Getting Started

Installation

To install traval, a working version of Python 3.7 or 3.8 has to be installed on your computer. We recommend using the Anaconda Distribution with Python 3.7 as it includes most of the python package dependencies and the Jupyter Notebook software to run the notebooks. However, you are free to install any Python distribution you want.

To install traval, use:

pip install traval

To install in development mode, clone the repository, then type the following from the module root directory:

pip install -e .

Usage

The basic usage of the module is described below. To start using the module, import the package:

import traval

The first step is generally to define an error detection algorithm. This is done with the RuleSet object:

ruleset = traval.RuleSet("my_first_algorithm")

Add a detection rule (using a general rule from the library contained within the module). In this case the rule states any value above 10.0 is suspect:

ruleset.add_rule("rule1",
                 traval.rulelib.rule_ufunc_threshold ,
                 apply_to=0,
                 kwargs={"ufunc": (np.greater,), "threshold": 10.0}
                 )

Take a look at the ruleset by just typing ruleset:

ruleset
RuleSet: 'my_first_algorithm'
   step: name            apply_to
      1: rule1                  0

Next define a Detector object. This object is designed to store a timeseries and the intermediate and final results after applying an error detection algorithm. Initialize the Detector object with some timeseries. In this example we assume there is a timeseries called raw_series:

detect = traval.Detector(raw_series)

Apply our first algorithm to the timeseries.

detect.apply_ruleset(ruleset)

By default, the result of each step in the algorithm is compared to the original series and stored in the detect.comparisons attribute. Take a look at the comparison between the raw data and the result of the error detection algorithm.

Since we only defined one step, step 1 represents the final result.

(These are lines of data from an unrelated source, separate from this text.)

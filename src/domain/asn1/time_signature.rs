//! Vendor `TimeSignature` structure carried in the SignerInfo signature
//! field, together with its `PublishedData` and optional PKI signature.
//!
//! ```text
//! TimeSignature ::= SEQUENCE {
//!    location        OCTET STRING,
//!    history         OCTET STRING,
//!    publishedData   PublishedData,
//!    pkSignature     [0] IMPLICIT SignatureInfo OPTIONAL,
//!    pubReferences   [1] IMPLICIT SET OF OCTET STRING OPTIONAL
//! }
//! PublishedData ::= SEQUENCE {
//!    publicationIdentifier   INTEGER,
//!    publicationImprint      OCTET STRING
//! }
//! ```

use crate::domain::asn1::reader::{
    decode_u64, read_algorithm_identifier, DerElement, DerError, DerReader, ParseFailure,
    ParseResult,
};
use crate::domain::constants::{
    TAG_CONTEXT_0, TAG_CONTEXT_1, TAG_INTEGER, TAG_OCTET_STRING, TAG_SEQUENCE,
};
use crate::domain::hash::Imprint;
use crate::infra::error::ConvertResult;

/// Parsed vendor time signature.
#[derive(Debug, Clone)]
pub struct TimeSignature {
    location: Vec<u8>,
    history: Vec<u8>,
    published_data: PublishedData,
    pk_signature: Option<SignatureInfo>,
    pub_references: Option<Vec<Vec<u8>>>,
}

impl TimeSignature {
    /// Parse a `TimeSignature` from DER bytes.
    pub fn parse(bytes: &[u8]) -> ConvertResult<Self> {
        Self::parse_inner(bytes).map_err(|e| e.into_format("time signature"))
    }

    fn parse_inner(bytes: &[u8]) -> ParseResult<Self> {
        let mut outer = DerReader::new(bytes);
        let sequence = outer.expect_element(TAG_SEQUENCE)?;
        let mut fields = sequence.inner();

        let location = fields.expect_element(TAG_OCTET_STRING)?.content().to_vec();
        let history = fields.expect_element(TAG_OCTET_STRING)?.content().to_vec();
        let published_data = PublishedData::parse_element(&fields.expect_element(TAG_SEQUENCE)?)?;

        let mut pk_signature = None;
        let mut pub_references = None;
        while !fields.at_end() {
            let element = fields.read_element()?;
            match element.tag() {
                TAG_CONTEXT_0 if pk_signature.is_none() => {
                    pk_signature = Some(SignatureInfo::parse_implicit(&element)?);
                }
                TAG_CONTEXT_1 if pub_references.is_none() => {
                    pub_references = Some(parse_references(&element)?);
                }
                tag => {
                    return Err(ParseFailure::Syntax(DerError(format!(
                        "unexpected tag 0x{tag:02x} in time signature"
                    ))));
                }
            }
        }

        Ok(TimeSignature {
            location,
            history,
            published_data,
            pk_signature,
            pub_references,
        })
    }

    /// Aggregation chain blob: the path from the signed document up to the
    /// calendar leaf for the registration second.
    #[must_use]
    pub fn location(&self) -> Vec<u8> {
        self.location.clone()
    }

    /// Calendar chain blob: the path from the registration leaf up to the
    /// publication root.
    #[must_use]
    pub fn history(&self) -> Vec<u8> {
        self.history.clone()
    }

    #[must_use]
    pub fn published_data(&self) -> &PublishedData {
        &self.published_data
    }

    #[must_use]
    pub fn pk_signature(&self) -> Option<&SignatureInfo> {
        self.pk_signature.as_ref()
    }

    #[must_use]
    pub fn pub_references(&self) -> Option<&[Vec<u8>]> {
        self.pub_references.as_deref()
    }

    /// An extended signature carries no temporary PKI signature.
    #[must_use]
    pub fn is_extended(&self) -> bool {
        self.pk_signature.is_none()
    }
}

/// Control publication data: publication time plus the calendar root imprint.
#[derive(Debug, Clone)]
pub struct PublishedData {
    publication_id: u64,
    publication_imprint: Imprint,
}

impl PublishedData {
    fn parse_element(element: &DerElement<'_>) -> ParseResult<Self> {
        Self::parse_fields(element)
            .map_err(|e| ParseFailure::Classified(e.into_format("published data")))
    }

    fn parse_fields(element: &DerElement<'_>) -> ParseResult<Self> {
        let mut fields = element.inner();
        let publication_id = decode_u64(&fields.expect_element(TAG_INTEGER)?)?;
        let imprint_bytes = fields.expect_element(TAG_OCTET_STRING)?.content();
        fields.finish()?;
        let publication_imprint = Imprint::from_bytes(imprint_bytes)?;
        Ok(PublishedData {
            publication_id,
            publication_imprint,
        })
    }

    /// Publication time as seconds since the epoch.
    #[must_use]
    pub fn publication_id(&self) -> u64 {
        self.publication_id
    }

    #[must_use]
    pub fn publication_imprint(&self) -> &Imprint {
        &self.publication_imprint
    }
}

/// Temporary PKI signature protecting the published data of an unextended
/// token.
///
/// ```text
/// SignatureInfo ::= SEQUENCE {
///   signatureAlgorithm   AlgorithmIdentifier,
///   signatureValue       OCTET STRING,
///   pkiReferences        [0] IMPLICIT SET OF OCTET STRING OPTIONAL
/// }
/// ```
#[derive(Debug, Clone)]
pub struct SignatureInfo {
    signature_algorithm: String,
    signature_value: Vec<u8>,
    pki_references: Option<Vec<Vec<u8>>>,
}

impl SignatureInfo {
    /// Parse from an implicitly tagged element whose content is the
    /// SEQUENCE body.
    fn parse_implicit(element: &DerElement<'_>) -> ParseResult<Self> {
        Self::parse_fields(element)
            .map_err(|e| ParseFailure::Classified(e.into_format("signature info")))
    }

    fn parse_fields(element: &DerElement<'_>) -> ParseResult<Self> {
        let mut fields = element.inner();
        let signature_algorithm =
            read_algorithm_identifier(&fields.expect_element(TAG_SEQUENCE)?)?;
        let signature_value = fields.expect_element(TAG_OCTET_STRING)?.content().to_vec();
        let mut pki_references = None;
        if !fields.at_end() {
            let refs = fields.expect_element(TAG_CONTEXT_0)?;
            pki_references = Some(parse_references(&refs)?);
        }
        fields.finish()?;
        Ok(SignatureInfo {
            signature_algorithm,
            signature_value,
            pki_references,
        })
    }

    #[must_use]
    pub fn signature_algorithm(&self) -> &str {
        &self.signature_algorithm
    }

    #[must_use]
    pub fn signature_value(&self) -> Vec<u8> {
        self.signature_value.clone()
    }

    #[must_use]
    pub fn pki_references(&self) -> Option<&[Vec<u8>]> {
        self.pki_references.as_deref()
    }
}

/// Bibliographic reference list: an implicitly tagged SET OF OCTET STRING.
fn parse_references(element: &DerElement<'_>) -> ParseResult<Vec<Vec<u8>>> {
    let mut inner = element.inner();
    let mut references = Vec::new();
    while !inner.at_end() {
        references.push(inner.expect_element(TAG_OCTET_STRING)?.content().to_vec());
    }
    Ok(references)
}

#[cfg(test)]
mod tests {
    use super::*;
    use crate::domain::asn1::testutil::{
        context, integer, octet_string, sequence, set,
    };
    use crate::domain::hash::HashAlgorithm;

    fn published_data(publication_id: u64, imprint: &Imprint) -> Vec<u8> {
        sequence(&[integer(publication_id), octet_string(&imprint.to_bytes())])
    }

    #[test]
    fn parses_minimal_time_signature() {
        let imprint = HashAlgorithm::Sha256.hash(&[b"root"]);
        let der = sequence(&[
            octet_string(&[0x01, 0x02]),
            octet_string(&[0x03]),
            published_data(1_395_317_319, &imprint),
        ]);

        let parsed = TimeSignature::parse(&der).unwrap();
        assert_eq!(parsed.location(), vec![0x01, 0x02]);
        assert_eq!(parsed.history(), vec![0x03]);
        assert_eq!(parsed.published_data().publication_id(), 1_395_317_319);
        assert_eq!(parsed.published_data().publication_imprint(), &imprint);
        assert!(parsed.is_extended());
        assert!(parsed.pub_references().is_none());
    }

    #[test]
    fn pk_signature_marks_token_unextended() {
        let imprint = HashAlgorithm::Sha256.hash(&[b"root"]);
        let signature_info = vec![
            sequence(&[vec![0x06, 0x03, 0x2a, 0x03, 0x04]]),
            octet_string(&[0xAA; 4]),
        ]
        .concat();
        let der = sequence(&[
            octet_string(&[]),
            octet_string(&[]),
            published_data(7, &imprint),
            context(0xA0, &signature_info),
        ]);

        let parsed = TimeSignature::parse(&der).unwrap();
        assert!(!parsed.is_extended());
        let pk = parsed.pk_signature().unwrap();
        assert_eq!(pk.signature_algorithm(), "1.2.3.4");
        assert_eq!(pk.signature_value(), vec![0xAA; 4]);
        assert!(pk.pki_references().is_none());
    }

    #[test]
    fn parses_publication_references() {
        let imprint = HashAlgorithm::Sha256.hash(&[b"root"]);
        let refs = set(&[octet_string(b"ref one"), octet_string(b"ref two")]);
        // implicit [1] replaces the SET header, so pass the set content only
        let mut refs_reader = DerReader::new(&refs);
        let refs_content = refs_reader.read_element().unwrap().content().to_vec();
        let der = sequence(&[
            octet_string(&[]),
            octet_string(&[]),
            published_data(7, &imprint),
            context(0xA1, &refs_content),
        ]);

        let parsed = TimeSignature::parse(&der).unwrap();
        let references = parsed.pub_references().unwrap();
        assert_eq!(references.len(), 2);
        assert_eq!(references[0], b"ref one");
    }

    #[test]
    fn rejects_publication_id_wider_than_64_bits() {
        let imprint = HashAlgorithm::Sha256.hash(&[b"root"]);
        let mut wide = vec![0x01];
        wide.extend_from_slice(&[0x00; 8]);
        let bad_published = sequence(&[
            {
                let mut e = vec![0x02, wide.len() as u8];
                e.extend_from_slice(&wide);
                e
            },
            octet_string(&imprint.to_bytes()),
        ]);
        let der = sequence(&[octet_string(&[]), octet_string(&[]), bad_published]);

        let err = TimeSignature::parse(&der).unwrap_err();
        assert_eq!(err.to_string(), "published data has invalid format");
    }

    #[test]
    fn rejects_malformed_publication_imprint() {
        let bad_published = sequence(&[integer(7), octet_string(&[0x01, 0x02])]);
        let der = sequence(&[octet_string(&[]), octet_string(&[]), bad_published]);
        assert!(TimeSignature::parse(&der).is_err());
    }

    #[test]
    fn rejects_non_sequence_input() {
        let err = TimeSignature::parse(&[0x04, 0x00]).unwrap_err();
        assert_eq!(err.to_string(), "time signature has invalid format");
    }
}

cp = detect.comparisons[1]  # result of step 1 = final result

The SeriesComparison* objects contain methods to visualize the comparison, or summarize the number of observations in each category:

cp.plots.plot_series_comparison()  # plot a comparison
cp.summary  # series containing number of observations in each category

For more detailed explanation and more complex examples, see the notebook(s) in the examples directory.